An intrauterine device is placed in the uterus through the. It is attached to a string which extends through the cervix allowing easy removal by pulling the string. They provide contraception through a number of different effects. Impaired sperm motility, ovulation prevention and alteration of the endometrium so that implantation is not possible are a few of the proposed mechanisms.
The IUD has a reported effectiveness of >99%, making it equally or more effective as permanent sterilization. It can be easily inserted and removed in the doctor’s office. The risk of complications is low and can be minimized by appropriate selection of candidates. This is a good option for women who are not good candidates for hormonal contraception and those who want a simple method of contraception but are not ready to undergo a permanent procedure.

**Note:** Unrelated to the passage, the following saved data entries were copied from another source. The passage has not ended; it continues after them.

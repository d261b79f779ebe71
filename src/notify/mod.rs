// src/notify/mod.rs
pub mod email;

use anyhow::Result;
use async_trait::async_trait;
use chrono::{DateTime, Datelike, Local};

use crate::compose::DigestResult;

/// Outbound delivery seam: one HTML email per invocation.
#[async_trait]
pub trait Dispatcher: Send + Sync {
    async fn send_html(&self, subject: &str, html: &str) -> Result<()>;
}

pub const EMPTY_DIGEST_BODY: &str = "Seems like there is nothing to report today";

pub fn digest_subject(now: DateTime<Local>, mail_title: &str) -> String {
    format!(
        "Today's {:02}/{:02} news : {}",
        now.day(),
        now.month(),
        mail_title
    )
}

pub fn empty_digest_subject(now: DateTime<Local>) -> String {
    format!("Today's {:02}/{:02} news (nothing)", now.day(), now.month())
}

pub fn failure_subject(now: DateTime<Local>) -> String {
    format!("News digest failed {:02}/{:02}", now.day(), now.month())
}

/// Delivery failures are logged, never retried. A failed send must not
/// trigger another send.
pub async fn dispatch_digest(dispatcher: &dyn Dispatcher, digest: &DigestResult) {
    let subject = digest_subject(Local::now(), &digest.mail_title);
    if let Err(e) = dispatcher.send_html(&subject, &digest.mail_content).await {
        tracing::error!(error = ?e, "digest delivery failed");
    } else {
        tracing::info!(subject = %subject, "digest delivered");
    }
}

pub async fn dispatch_empty_digest(dispatcher: &dyn Dispatcher) {
    let subject = empty_digest_subject(Local::now());
    if let Err(e) = dispatcher.send_html(&subject, EMPTY_DIGEST_BODY).await {
        tracing::error!(error = ?e, "empty-digest notification failed");
    }
}

/// Operator notification for a failed run, error chain included.
pub async fn dispatch_failure(dispatcher: &dyn Dispatcher, err: &anyhow::Error) {
    let subject = failure_subject(Local::now());
    let body = format!(
        "<p>The scheduled digest run failed.</p><pre>{}</pre>",
        html_escape::encode_text(&format!("{err:?}"))
    );
    if let Err(e) = dispatcher.send_html(&subject, &body).await {
        tracing::error!(error = ?e, "failure notification could not be sent");
    }
}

Currently there are 2 types available in the U.S. One is hormonally based and the other nonhormonal. The Paragard (the copper T380A IUD) is made of copper and is approved for use up to 10 years. There is a possibility that this maybe extended to 12 years. The Mirena contains the hormone levonorgestrel which is a progestin hormone. It releases the hormone directly into the endometrium at a rate of 20 mcg a day. It is approved for 5 years but continue to release 14 mcg per day during year 5-7. The Mirena IUD has the additional benefit of decreased blood loss with menses. Some women don’t even have a period due to the effect of the progestin. Thus, the Mirena IUD is a treatment option for women with heavy irregular periods, painful periods and those with endometriosis.
The IUD is also an effective tool for Emergency contraception. Emergency contraception is also available in a pill form. Progestin only pills or certain estrogen/progestin combination pills can be taken. Plan B is a pill that is specifically manufactured for use as emergency contraception. If emergency contraception (also called the morning after pill) is utilized, it should be given as soon as possible after pregnancy exposure but no later than 120 hours after the event. The success varies and is dependent on the timing within the cycle that it is taken. It reportedly results in a 89% reduction in pregnancy. It works through varies mechanisms: ovulation prevention, impairing the endometrium and inhibiting fertilization.
The intrauterine device should be entertained by all women who are in a monogamous relationship, desires effective, easy contraception but are not yet ready for permanent sterilization. A bonus if you elect to use the Mirena is a reduction or even loss of menstrual blood flow.